La rédaction de L’Opinion a reçu de M. Mohamed Saoud, membre du Comité exécutif du Parti de l’Isitqlal et Premier Vice-Président de la Région Tanger- Tétouan – Al Hoceima, un communiqué où il relate les mésaventures qu’il a récemment vécues avec les autorités judiciaires de Larache, qualifiant son incarcération pour une affaire de défaut de paiement d’une société, dont il est actionnaire mais pas le gérant, et ce en pleine campagne électorale pour la Présidence de la Région Tanger- Tétouan- Al Hoceima, d’arbitraire. M. Mohamed Saoud, tout en dénonçant vivement cette attitude injustifiée des autorités judiciaires de Larache à son encontre, porte à souhaiter, par décence patriotique, qu’il s’agissait d’une erreur judiciaire plutôt qu’une manœuvre bassement politicienne, comme elle en a tout l’air.

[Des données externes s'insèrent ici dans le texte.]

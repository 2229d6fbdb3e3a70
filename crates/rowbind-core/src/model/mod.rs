mod meta;
mod property;
mod target;
mod universe;

pub use self::meta::*;
pub use self::property::*;
pub use self::target::*;
pub use self::universe::*;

Ci-après le texte du droit
de réponse de M. Saoud :

« En fin d’après-midi du mardi 13 octobre dernier, j’ai été entendu par la Police judiciaire de Larache dans le cadre d’un litige commercial
impliquant une de mes sociétés de promotion immobilière, vu que nous étions en dehors des heures de bureaux de fonctionnement du tribunal, le procureur a ordonné d’exécuter le jugement en l’état et de m’incarcérer à la Prison de Larache.
Le lendemain matin, mes avocats ont enfin pu avoir accès au dossier, et qu’elle ne fut leur surprise devant un excès de pouvoir évident vu les aberrations et l’erreur judiciaire flagrant à mon égard.
Un jugement de contrainte par corps d’une valeur de 930.000 dh a été prononcé à l’encontre du Gérant d’une société dans laquelle je suis actionnaire. Mais au lieu que ce jugement incompréhensible se fasse sur le représentant légal de la société, le juge a ordonné une contrainte par corps à l’actionnaire principal en l’occurrence moi.
De plus les créanciers ont déjà saisi un terrain que je possède, dont la valeur dépasse plus de 100 fois la créance litigieuse.
Dès lors, mes avocats ont effectué une saisine du Président du Tribunal de première instance afin qu’il statue en urgence et en référé pour casser ce jugement et rétablir le droit des parties.
En guise de bonne foi, nous avons également déposé et effectué une saisie conservatoire sur la somme litigieuse à la trésorerie générale du Royaume.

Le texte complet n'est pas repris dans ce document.